[[ Material to process open ]]
//! ElGamal encryption over ristretto255.
//!
//! # Construction
//!
//! - `Encrypt(pk, m)`: `K = g^r`, `C = M · pk^r` with a fresh `r` per call
//! - `Decrypt(x, K, C)`: `M = C / K^x`
//!
//! `M` is the plaintext embedded as a group element. An embedding holds up
//! to [`EMBED_CAPACITY`] bytes; longer input is split and the excess is
//! handed back to the caller as a remainder.
//!
//! # Embedding layout
//!
//! ```text
//! byte 0      counter (low 7 bits, shifted left so the encoding stays non-negative)
//! byte 1      payload length
//! bytes 2..30 payload, zero padded
//! byte 30     counter (high 8 bits)
//! byte 31     0 (keeps the field element canonical)
//! ```
//!
//! The counter is bumped until the bytes form a valid ristretto encoding.
//! Each candidate succeeds with probability ~1/4, so exhausting the 2^15
//! candidates does not happen in practice.

use super::keys::{random_scalar, PublicKey, SecretKey};
use super::CryptoError;
use curve25519_dalek::ristretto::{CompressedRistretto, RistrettoPoint};
use serde::{Deserialize, Serialize};
use std::fmt;

/// Maximum number of plaintext bytes carried by one group element.
pub const EMBED_CAPACITY: usize = 28;

/// Counter space for the try-and-increment embedding.
const MAX_EMBED_ATTEMPTS: u16 = 1 << 15;

/// Length marker offset within the encoding.
const LEN_OFFSET: usize = 1;

/// Payload offset within the encoding.
const DATA_OFFSET: usize = 2;

/// An ElGamal ciphertext `(K, C)`.
#[derive(Clone, Copy, PartialEq, Eq, Serialize, Deserialize)]
pub struct Ciphertext {
    k: RistrettoPoint,
    c: RistrettoPoint,
}

impl Ciphertext {
    /// Byte representation `compress(K) ‖ compress(C)`.
    ///
    /// This is the representation covered by query signatures.
    pub fn to_bytes(&self) -> [u8; 64] {
        let mut out = [0u8; 64];
        out[..32].copy_from_slice(self.k.compress().as_bytes());
        out[32..].copy_from_slice(self.c.compress().as_bytes());
        out
    }

    /// Parse `compress(K) ‖ compress(C)`.
    pub fn from_bytes(bytes: &[u8; 64]) -> Result<Self, CryptoError> {
        let mut k = [0u8; 32];
        let mut c = [0u8; 32];
        k.copy_from_slice(&bytes[..32]);
        c.copy_from_slice(&bytes[32..]);

        let k = CompressedRistretto(k)
            .decompress()
            .ok_or(CryptoError::InvalidPoint)?;
        let c = CompressedRistretto(c)
            .decompress()
            .ok_or(CryptoError::InvalidPoint)?;
        Ok(Self { k, c })
    }
}

impl fmt::Debug for Ciphertext {
    fn fmt(&self, f: &mut fmt::Formatter<'_>) -> fmt::Result {
        let bytes = self.to_bytes();
        write!(
            f,
            "Ciphertext(K={}.., C={}..)",
            hex::encode(&bytes[..6]),
            hex::encode(&bytes[32..38])
        )
    }
}

/// Embed up to [`EMBED_CAPACITY`] bytes of `data` into a group element.
///
/// Returns the point and whatever part of `data` did not fit.
pub fn embed(data: &[u8]) -> Result<(RistrettoPoint, &[u8]), CryptoError> {
    let take = data.len().min(EMBED_CAPACITY);
    let (head, remainder) = data.split_at(take);

    let mut encoding = [0u8; 32];
    encoding[LEN_OFFSET] = take as u8;
    encoding[DATA_OFFSET..DATA_OFFSET + take].copy_from_slice(head);

    for counter in 0..MAX_EMBED_ATTEMPTS {
        encoding[0] = ((counter & 0x7f) as u8) << 1;
        encoding[30] = (counter >> 7) as u8;

        if let Some(point) = CompressedRistretto(encoding).decompress() {
            return Ok((point, remainder));
        }
    }

    Err(CryptoError::Embedding)
}

/// Recover the bytes embedded by [`embed`].
pub fn extract(point: &RistrettoPoint) -> Result<Vec<u8>, CryptoError> {
    let encoding = point.compress().to_bytes();

    if encoding[31] != 0 {
        return Err(CryptoError::Decode("trailing byte not zero".to_string()));
    }

    let len = encoding[LEN_OFFSET] as usize;
    if len > EMBED_CAPACITY {
        return Err(CryptoError::Decode(format!(
            "embedded length {} exceeds capacity {}",
            len, EMBED_CAPACITY
        )));
    }

    let padding = &encoding[DATA_OFFSET + len..DATA_OFFSET + EMBED_CAPACITY];
    if padding.iter().any(|b| *b != 0) {
        return Err(CryptoError::Decode("non-zero padding".to_string()));
    }

    Ok(encoding[DATA_OFFSET..DATA_OFFSET + len].to_vec())
}

/// Encrypt `plaintext` under `public`.
///
/// Draws fresh randomness on every call. Bytes beyond [`EMBED_CAPACITY`]
/// are returned unencrypted as the remainder.
pub fn encrypt<'a>(
    public: &PublicKey,
    plaintext: &'a [u8],
) -> Result<(Ciphertext, &'a [u8]), CryptoError> {
    let (message, remainder) = embed(plaintext)?;
    let r = random_scalar()?;

    let k = RistrettoPoint::mul_base(&r);
    let c = message + public.point() * r;

    Ok((Ciphertext { k, c }, remainder))
}

/// Decrypt a ciphertext with `secret`.
pub fn decrypt(secret: &SecretKey, ciphertext: &Ciphertext) -> Result<Vec<u8>, CryptoError> {
    let message = ciphertext.c - ciphertext.k * secret.scalar();
    extract(&message)
}

/// Encrypt an identifier that must fit in a single ciphertext.
pub fn encrypt_identifier(public: &PublicKey, identifier: &str) -> Result<Ciphertext, CryptoError> {
    let (ciphertext, remainder) = encrypt(public, identifier.as_bytes())?;
    if !remainder.is_empty() {
        return Err(CryptoError::PlaintextTooLong {
            len: identifier.len(),
            max: EMBED_CAPACITY,
        });
    }
    Ok(ciphertext)
}

/// Decrypt a ciphertext produced by [`encrypt_identifier`].
pub fn decrypt_identifier(secret: &SecretKey, ciphertext: &Ciphertext) -> Result<String, CryptoError> {
    let bytes = decrypt(secret, ciphertext)?;
    String::from_utf8(bytes).map_err(|e| CryptoError::Decode(e.to_string()))
}

/// Move an identifier from our key to `recipient`'s key.
///
/// Decrypts under `secret` then encrypts under `recipient`; the plaintext
/// only exists inside this call.
pub fn reencrypt_identifier(
    secret: &SecretKey,
    recipient: &PublicKey,
    ciphertext: &Ciphertext,
) -> Result<Ciphertext, CryptoError> {
    let identifier = decrypt_identifier(secret, ciphertext)?;
    encrypt_identifier(recipient, &identifier)
}
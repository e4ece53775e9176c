//! Identifier graph partitions.
//!
//! - `subgraph`: the per-telecom adjacency view the protocol expands against
//! - `tgf`: loader for the Trivial Graph Format files the CLI consumes
//! - `partition`: split a whole graph into per-telecom views

pub mod partition;
pub mod subgraph;
pub mod tgf;

pub use partition::split_by_owner;
pub use subgraph::{LocalSubgraph, OwnerPair};
pub use tgf::{parse_tgf, read_tgf, to_tgf};

use thiserror::Error;

/// Graph loading errors.
#[derive(Debug, Error)]
pub enum GraphError {
    #[error("Failed to read graph file '{path}': {reason}")]
    Io { path: String, reason: String },

    #[error("Line {line}: {reason}")]
    Parse { line: usize, reason: String },

    #[error("Line {line}: edge references unknown node '{identifier}'")]
    UnknownNode { line: usize, identifier: String },
}
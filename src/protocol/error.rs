//! Protocol error taxonomy.
//!
//! Handler errors go back to the participant's dispatch loop. The loop
//! logs recoverable ones and keeps serving; fatal ones end the round and
//! reach the caller of `Round::run`.

use crate::crypto::CryptoError;
use crate::transport::{NodeId, TransportError};
use std::time::Duration;
use thiserror::Error;

/// Result type for protocol operations.
pub type ProtocolResult<T> = Result<T, ProtocolError>;

#[derive(Debug, Error)]
pub enum ProtocolError {
    /// The topology cannot host a round (wrong number of authorities, no telecoms).
    #[error("Invalid topology: {0}")]
    Construction(String),

    /// A message reached a participant it was not meant for.
    #[error("Routing error: {0}")]
    Routing(String),

    /// A warrant names a telecom outside the configured range.
    #[error("Invalid destination: telecom {index} requested but only {telecoms} configured")]
    InvalidDestination { index: usize, telecoms: usize },

    #[error("Decryption failed: {0}")]
    Decryption(CryptoError),

    #[error("Signature verification failed for query {query_id}: {reason}")]
    SignatureVerification { query_id: u64, reason: String },

    /// Any other primitive failure (key generation, embedding, oversize identifiers).
    #[error("Cryptographic failure: {0}")]
    Crypto(CryptoError),

    #[error("Malformed reply {query_id}: {reason}")]
    MalformedReply { query_id: u64, reason: String },

    #[error("{node} does not handle {kind} messages")]
    UnexpectedMessage { node: NodeId, kind: &'static str },

    #[error("Transport failure: {0}")]
    Transport(#[from] TransportError),

    #[error("Round did not complete within {0:?}")]
    Timeout(Duration),

    /// The round ended without the authority reporting a result.
    #[error("Round aborted: {0}")]
    Aborted(String),
}

impl ProtocolError {
    /// Whether this error ends the round.
    ///
    /// Everything else is logged by the dispatch loop, which then waits for
    /// the next message.
    pub fn is_fatal(&self) -> bool {
        matches!(
            self,
            Self::Construction(_)
                | Self::InvalidDestination { .. }
                | Self::Transport(_)
                | Self::Timeout(_)
                | Self::Aborted(_)
        )
    }
}

impl From<CryptoError> for ProtocolError {
    fn from(err: CryptoError) -> Self {
        match err {
            CryptoError::Decode(_) | CryptoError::InvalidPoint => Self::Decryption(err),
            other => Self::Crypto(other),
        }
    }
}
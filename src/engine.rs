//! Decision Engine - turns a reading into a zone and species recommendation
//!
//! Pipeline per reading:
//! 1. Encode the season with the trained encoder
//! 2. Classify `[temperature, salinity, season_code]` into `predicted_zone`
//! 3. Resolve `gps_zone`: nearest registered centroid when coordinates are
//!    inside `HALIFAX_BOUNDS`, otherwise the classifier's zone
//! 4. Look up the (gps_zone, season) species rule and validate the reading
//!    against its windows
//! 5. Attach `gps_zone`'s registry metadata
//!
//! The engine holds no mutable state; one instance is shared by all requests.

use crate::classifier::{Features, ForestClassifier, ZoneClassifier};
use crate::error::{PredictError, PredictResult};
use crate::model::ModelArtifacts;
use crate::reading::{GpsResolution, PredictionResult, Reading};
use crate::season::SeasonEncoder;
use crate::species;
use crate::zones::{self, GeoPoint, ZoneInfo, HALIFAX_BOUNDS};
use rayon::prelude::*;
use std::sync::Arc;

pub struct DecisionEngine {
    encoder: SeasonEncoder,
    classifier: Arc<dyn ZoneClassifier>,
}

impl DecisionEngine {
    /// Labels the classifier can emit but the registry lacks are logged here;
    /// deciding such a label fails with `UnknownZone`.
    pub fn new(encoder: SeasonEncoder, classifier: Arc<dyn ZoneClassifier>) -> Self {
        let engine = Self { encoder, classifier };
        for label in engine.unregistered_labels() {
            tracing::warn!("Classifier label '{}' is not a registered zone", label);
        }
        engine
    }

    /// Classifier labels that have no registry entry
    pub fn unregistered_labels(&self) -> Vec<&str> {
        self.classifier
            .classes()
            .iter()
            .map(String::as_str)
            .filter(|label| zones::find_zone(label).is_none())
            .collect()
    }

    pub fn from_artifacts(artifacts: ModelArtifacts) -> Self {
        let classifier: Arc<ForestClassifier> = Arc::new(artifacts.classifier);
        Self::new(artifacts.encoder, classifier)
    }

    pub fn encoder(&self) -> &SeasonEncoder {
        &self.encoder
    }

    /// Decide a single reading
    pub fn decide(&self, reading: &Reading) -> PredictResult<PredictionResult> {
        self.decide_with_resolution(reading).map(|(result, _)| result)
    }

    /// Decide a single reading, also reporting how `gps_zone` was chosen
    pub fn decide_with_resolution(
        &self,
        reading: &Reading,
    ) -> PredictResult<(PredictionResult, GpsResolution)> {
        let season_code = self.encoder.encode(reading.season)?;

        if !reading.temperature.is_finite() || !reading.salinity.is_finite() {
            return Err(PredictError::Compute(format!(
                "non-finite reading (temperature {}, salinity {})",
                reading.temperature, reading.salinity
            )));
        }

        let features = Features::new(reading.temperature, reading.salinity, season_code);
        let predicted_zone = self.classifier.predict(&features)?;

        let (gps_zone, location, resolution) = resolve_zone(&predicted_zone, reading.gps)?;

        let fish_recommendations = species::recommend(
            gps_zone.zone,
            reading.season,
            reading.temperature,
            reading.salinity,
        );

        tracing::debug!(
            "Decided {} (gps {}, {}) for {:.1}C / {:.2} PSU / {}",
            predicted_zone,
            gps_zone.zone,
            resolution.as_str(),
            reading.temperature,
            reading.salinity,
            reading.season
        );

        let result = PredictionResult {
            predicted_zone,
            gps_zone: gps_zone.zone.to_string(),
            fish_recommendations,
            lat: location.lat,
            lon: location.lon,
            radius_km: gps_zone.radius_km,
            area_name: gps_zone.area_name.to_string(),
        };

        Ok((result, resolution))
    }

    /// Decide many readings in parallel (Rayon). Output order matches input.
    pub fn decide_batch(&self, readings: &[Reading]) -> Vec<PredictResult<PredictionResult>> {
        readings.par_iter().map(|reading| self.decide(reading)).collect()
    }
}

/// Choose the zone used for recommendations and the coordinates reported.
///
/// In-bounds GPS reports the caller's own coordinates; otherwise the
/// predicted zone's centroid is reported.
fn resolve_zone(
    predicted_zone: &str,
    gps: Option<GeoPoint>,
) -> PredictResult<(&'static ZoneInfo, GeoPoint, GpsResolution)> {
    match gps {
        Some(point) if HALIFAX_BOUNDS.contains(&point) => {
            Ok((zones::nearest_zone(&point), point, GpsResolution::Override))
        }
        Some(point) => {
            tracing::warn!(
                "GPS ({}, {}) outside Halifax bounds, keeping {}",
                point.lat, point.lon, predicted_zone
            );
            let zone = registered(predicted_zone)?;
            Ok((zone, zone.centroid(), GpsResolution::OutOfBounds))
        }
        None => {
            let zone = registered(predicted_zone)?;
            Ok((zone, zone.centroid(), GpsResolution::Absent))
        }
    }
}

fn registered(zone: &str) -> PredictResult<&'static ZoneInfo> {
    zones::find_zone(zone).ok_or_else(|| PredictError::UnknownZone(zone.to_string()))
}
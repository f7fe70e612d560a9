// API Server Binary Entry Point
//
// Purpose: Load the model once and serve predictions over HTTP
// Usage: cargo run --features api --bin api_server

use fishzone::config::ServerConfig;
use fishzone::{create_router, AppState};
use std::net::SocketAddr;
use tracing_subscriber::{layer::SubscriberExt, util::SubscriberInitExt};

#[tokio::main]
async fn main() -> anyhow::Result<()> {
    // Initialize tracing (structured logging)
    tracing_subscriber::registry()
        .with(
            tracing_subscriber::EnvFilter::try_from_default_env()
                .unwrap_or_else(|_| {
                    // Default log level: info for our crate, warn for others
                    "fishzone=info,tower_http=debug,axum=debug,warn".into()
                }),
        )
        .with(tracing_subscriber::fmt::layer())
        .init();

    tracing::info!("Starting API server...");

    let config = ServerConfig::from_env()?;

    tracing::info!("Configuration:");
    tracing::info!("  MODEL_DIR: {:?}", config.model_dir);
    tracing::info!("  PORT: {}", config.port);
    tracing::info!("  HISTORY_PATH: {:?}", config.history_path);
    tracing::info!("  HISTORY_CAPACITY: {}", config.history_capacity);
    tracing::info!("  OUT_OF_BOUNDS_GPS: {:?}", config.gps_policy);

    // Model and encoder are loaded once here and never reloaded
    let state = AppState::new(&config)?;
    tracing::info!("Application state initialized successfully");

    let app = create_router(state);

    let addr = SocketAddr::from(([0, 0, 0, 0], config.port));
    let listener = tokio::net::TcpListener::bind(&addr).await?;
    tracing::info!("Server listening on {}", addr);

    axum::serve(listener, app).await?;

    Ok(())
}
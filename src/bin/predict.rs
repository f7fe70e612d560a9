//! One-shot prediction
//!
//! Reads an inference request (JSON) from a file or stdin, runs the decision
//! engine and prints the response JSON.
//!
//! Run with: cargo run --bin predict -- request.json
//!       or: echo '{"temperature_degree_c": 12, "season": "Spring"}' | cargo run --bin predict

use anyhow::Context;
use fishzone::config::ServerConfig;
use fishzone::request::PredictionRequest;
use fishzone::{DecisionEngine, ModelArtifacts};
use std::io::Read;

fn main() -> anyhow::Result<()> {
    let config = ServerConfig::from_env()?;

    let body = match std::env::args().nth(1) {
        Some(path) => std::fs::read(&path).with_context(|| format!("Failed to read {}", path))?,
        None => {
            let mut buf = Vec::new();
            std::io::stdin()
                .read_to_end(&mut buf)
                .with_context(|| "Failed to read stdin")?;
            buf
        }
    };

    let engine = DecisionEngine::from_artifacts(ModelArtifacts::load(&config.model_dir)?);

    let outcome = PredictionRequest::from_json(&body)
        .and_then(|req| req.into_reading())
        .and_then(|reading| engine.decide(&reading));

    match outcome {
        Ok(result) => {
            println!("{}", serde_json::to_string_pretty(&result)?);
            Ok(())
        }
        Err(e) => {
            println!("{}", serde_json::json!({ "error": e.to_string() }));
            std::process::exit(1);
        }
    }
}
[[ Material to process closed ]]
The task
A copy of each line above that holds the word "species" is the expected answer.

Answer box
//! Decision Engine - turns a reading into a zone and species recommendation
//! 4. Look up the (gps_zone, season) species rule and validate the reading
use crate::species;
        let fish_recommendations = species::recommend(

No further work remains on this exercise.